Political actions often ignore these realities. Energy decisions are framed around symbolism, confrontation, or short term fiscal advantage for key players rather than crude quality, refinery physics, and capital behavior. That does not change outcomes. It doesn’t matter to crude oil economics that Maduro’s mockery of Trump and dancing have infuriated Trump for years, a strong candidate for why Trump could be talked doing exactly what he said America no longer would do. Venezuela’s oil does not matter at scale because it cannot be brought to market quickly, cheaply, or in the quantities imagined. The United States does not need it. Trump doesn’t understand any of that, and neither do most of the people around him. Likely Chris Wright knows it as an oil and gas professional, but he also knows how to ensure the companies he’s close to will get fiscal advantage from the situation.
Canada’s heavy crude faces the same structural decline. In a world of falling fuel demand, light crudes and petrochemical feedstocks retain value. Heavy crudes are first off the market, not because of politics, but because of how the system actually works.

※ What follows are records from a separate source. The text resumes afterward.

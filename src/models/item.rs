use crate::error::{Error, Result};
use serde::{Serialize, Serializer};
use serde_json::{Map, Value};
use std::fmt;
use std::marker::PhantomData;

/// Declared field set of one entity type, with the default value of each field.
pub trait Schema {
    /// Entity name used in error messages.
    const NAME: &'static str;

    fn defaults() -> Map<String, Value>;
}

/// Client-side representation of one server resource.
///
/// Fields are seeded from `S::defaults()`. Only declared fields, plus those
/// attached with [`Item::add_attribute`], can be read or written; anything
/// else is an [`Error::Attribute`]. Unknown keys coming from the server are
/// dropped on construction so new server-side fields never break parsing.
pub struct Item<S> {
    data: Map<String, Value>,
    extra: Map<String, Value>,
    schema: PhantomData<S>,
}

impl<S: Schema> Item<S> {
    /// Item holding the schema defaults.
    pub fn new() -> Self {
        Self {
            data: S::defaults(),
            extra: Map::new(),
            schema: PhantomData,
        }
    }

    /// Item with the schema defaults overridden by the declared keys of `partial`.
    pub fn from_map(partial: &Map<String, Value>) -> Self {
        let mut item = Self::new();
        item.update(partial);
        item
    }

    pub fn from_json(text: &str) -> Result<Self> {
        match serde_json::from_str::<Value>(text)? {
            Value::Object(map) => Ok(Self::from_map(&map)),
            other => Err(Error::client(format!(
                "Expected a JSON object for {}, got: {}",
                S::NAME,
                other
            ))),
        }
    }

    /// Build from a server response, which must be a JSON object.
    pub fn from_value(value: Value) -> Result<Self> {
        match value {
            Value::Object(map) => Ok(Self::from_map(&map)),
            other => Err(Error::client(format!(
                "Unexpected {} representation from server: {}",
                S::NAME,
                other
            ))),
        }
    }

    /// Overwrite the fields already known to this item, ignoring other keys.
    pub fn update(&mut self, partial: &Map<String, Value>) {
        for (key, value) in partial {
            if let Some(slot) = self.data.get_mut(key) {
                *slot = value.clone();
            } else if let Some(slot) = self.extra.get_mut(key) {
                *slot = value.clone();
            }
        }
    }

    pub fn has_field(&self, name: &str) -> bool {
        self.data.contains_key(name) || self.extra.contains_key(name)
    }

    pub fn get(&self, name: &str) -> Result<&Value> {
        self.data
            .get(name)
            .or_else(|| self.extra.get(name))
            .ok_or_else(|| Self::attribute_error(name))
    }

    pub fn set(&mut self, name: &str, value: impl Into<Value>) -> Result<()> {
        let slot = match self.data.get_mut(name) {
            Some(slot) => slot,
            None => self
                .extra
                .get_mut(name)
                .ok_or_else(|| Self::attribute_error(name))?,
        };
        *slot = value.into();
        Ok(())
    }

    /// Declare `name` if needed and set its value.
    ///
    /// Used for request-only fields such as `addOptions` that are not part
    /// of the entity schema.
    pub fn add_attribute(&mut self, name: &str, value: impl Into<Value>) {
        let value = value.into();
        match self.data.get_mut(name) {
            Some(slot) => *slot = value,
            None => {
                self.extra.insert(name.to_string(), value);
            }
        }
    }

    /// Fields attached with [`Item::add_attribute`].
    pub fn extra(&self) -> &Map<String, Value> {
        &self.extra
    }

    /// All live fields: schema fields in declaration order, then added ones.
    pub fn to_map(&self) -> Map<String, Value> {
        let mut map = self.data.clone();
        map.extend(self.extra.iter().map(|(k, v)| (k.clone(), v.clone())));
        map
    }

    pub fn to_value(&self) -> Value {
        Value::Object(self.to_map())
    }

    pub fn to_json(&self) -> Result<String> {
        Ok(serde_json::to_string(&self.to_map())?)
    }

    pub(crate) fn str_field(&self, name: &str) -> &str {
        self.data.get(name).and_then(Value::as_str).unwrap_or_default()
    }

    pub(crate) fn i64_field(&self, name: &str) -> i64 {
        self.data.get(name).and_then(Value::as_i64).unwrap_or_default()
    }

    pub(crate) fn bool_field(&self, name: &str) -> bool {
        self.data.get(name).and_then(Value::as_bool).unwrap_or_default()
    }

    pub(crate) fn field_mut(&mut self, name: &str) -> Option<&mut Value> {
        self.data.get_mut(name)
    }

    fn attribute_error(name: &str) -> Error {
        Error::Attribute {
            kind: S::NAME,
            name: name.to_string(),
        }
    }
}

impl<S: Schema> Default for Item<S> {
    fn default() -> Self {
        Self::new()
    }
}

impl<S> Clone for Item<S> {
    fn clone(&self) -> Self {
        Self {
            data: self.data.clone(),
            extra: self.extra.clone(),
            schema: PhantomData,
        }
    }
}

impl<S> PartialEq for Item<S> {
    fn eq(&self, other: &Self) -> bool {
        self.data == other.data && self.extra == other.extra
    }
}

impl<S> fmt::Debug for Item<S> {
    fn fmt(&self, f: &mut fmt::Formatter<'_>) -> fmt::Result {
        f.debug_struct("Item")
            .field("data", &self.data)
            .field("extra", &self.extra)
            .finish()
    }
}

impl<S: Schema> fmt::Display for Item<S> {
    fn fmt(&self, f: &mut fmt::Formatter<'_>) -> fmt::Result {
        let pretty = serde_json::to_string_pretty(&self.to_map()).map_err(|_| fmt::Error)?;
        f.write_str(&pretty)
    }
}

impl<S: Schema> Serialize for Item<S> {
    fn serialize<Z: Serializer>(&self, serializer: Z) -> std::result::Result<Z::Ok, Z::Error> {
        self.to_map().serialize(serializer)
    }
}

/// A get or lookup response: a single resource or a collection.
#[derive(Debug, Clone, PartialEq)]
pub enum Items<S> {
    One(Item<S>),
    Many(Vec<Item<S>>),
}

impl<S: Schema> Items<S> {
    /// Wrap a get response: a list is always [`Items::Many`].
    pub fn from_value(value: Value) -> Result<Self> {
        match value {
            Value::Array(values) => values
                .into_iter()
                .map(Item::from_value)
                .collect::<Result<Vec<_>>>()
                .map(Items::Many),
            other => Item::from_value(other).map(Items::One),
        }
    }

    /// Wrap a lookup response. A one-element list collapses to
    /// [`Items::One`]; `null` and empty lists give `None`.
    pub fn from_lookup(value: Value) -> Result<Option<Self>> {
        match value {
            Value::Null => Ok(None),
            Value::Array(values) => {
                let mut items = values
                    .into_iter()
                    .map(Item::from_value)
                    .collect::<Result<Vec<_>>>()?;
                match items.len() {
                    0 => Ok(None),
                    1 => Ok(items.pop().map(Items::One)),
                    _ => Ok(Some(Items::Many(items))),
                }
            }
            other => Item::from_value(other).map(|item| Some(Items::One(item))),
        }
    }

    pub fn len(&self) -> usize {
        match self {
            Items::One(_) => 1,
            Items::Many(items) => items.len(),
        }
    }

    pub fn is_empty(&self) -> bool {
        self.len() == 0
    }

    pub fn first(&self) -> Option<&Item<S>> {
        match self {
            Items::One(item) => Some(item),
            Items::Many(items) => items.first(),
        }
    }

    pub fn into_first(self) -> Option<Item<S>> {
        match self {
            Items::One(item) => Some(item),
            Items::Many(items) => items.into_iter().next(),
        }
    }

    pub fn into_vec(self) -> Vec<Item<S>> {
        match self {
            Items::One(item) => vec![item],
            Items::Many(items) => items,
        }
    }

    pub fn to_value(&self) -> Value {
        match self {
            Items::One(item) => item.to_value(),
            Items::Many(items) => Value::Array(items.iter().map(Item::to_value).collect()),
        }
    }
}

To go back to the thesis, America’s illegal abduction of the elected ruler and spouse of a foreign country on their sovereign soil will have no impact on decarbonization, Venezuela’s oil flowing again or Canada’s oil continuing to have a market. It’s theater, theater with a side helping of dead civilians and regime change. It will turn into another US quagmire because it was carried out thoughtlessly, rashly and without any thought for the day after. Now, just as in Iraq and Afghanistan, America will be making up how it deals with Venezuela post-Maduro, each day another abject lesson for the history books.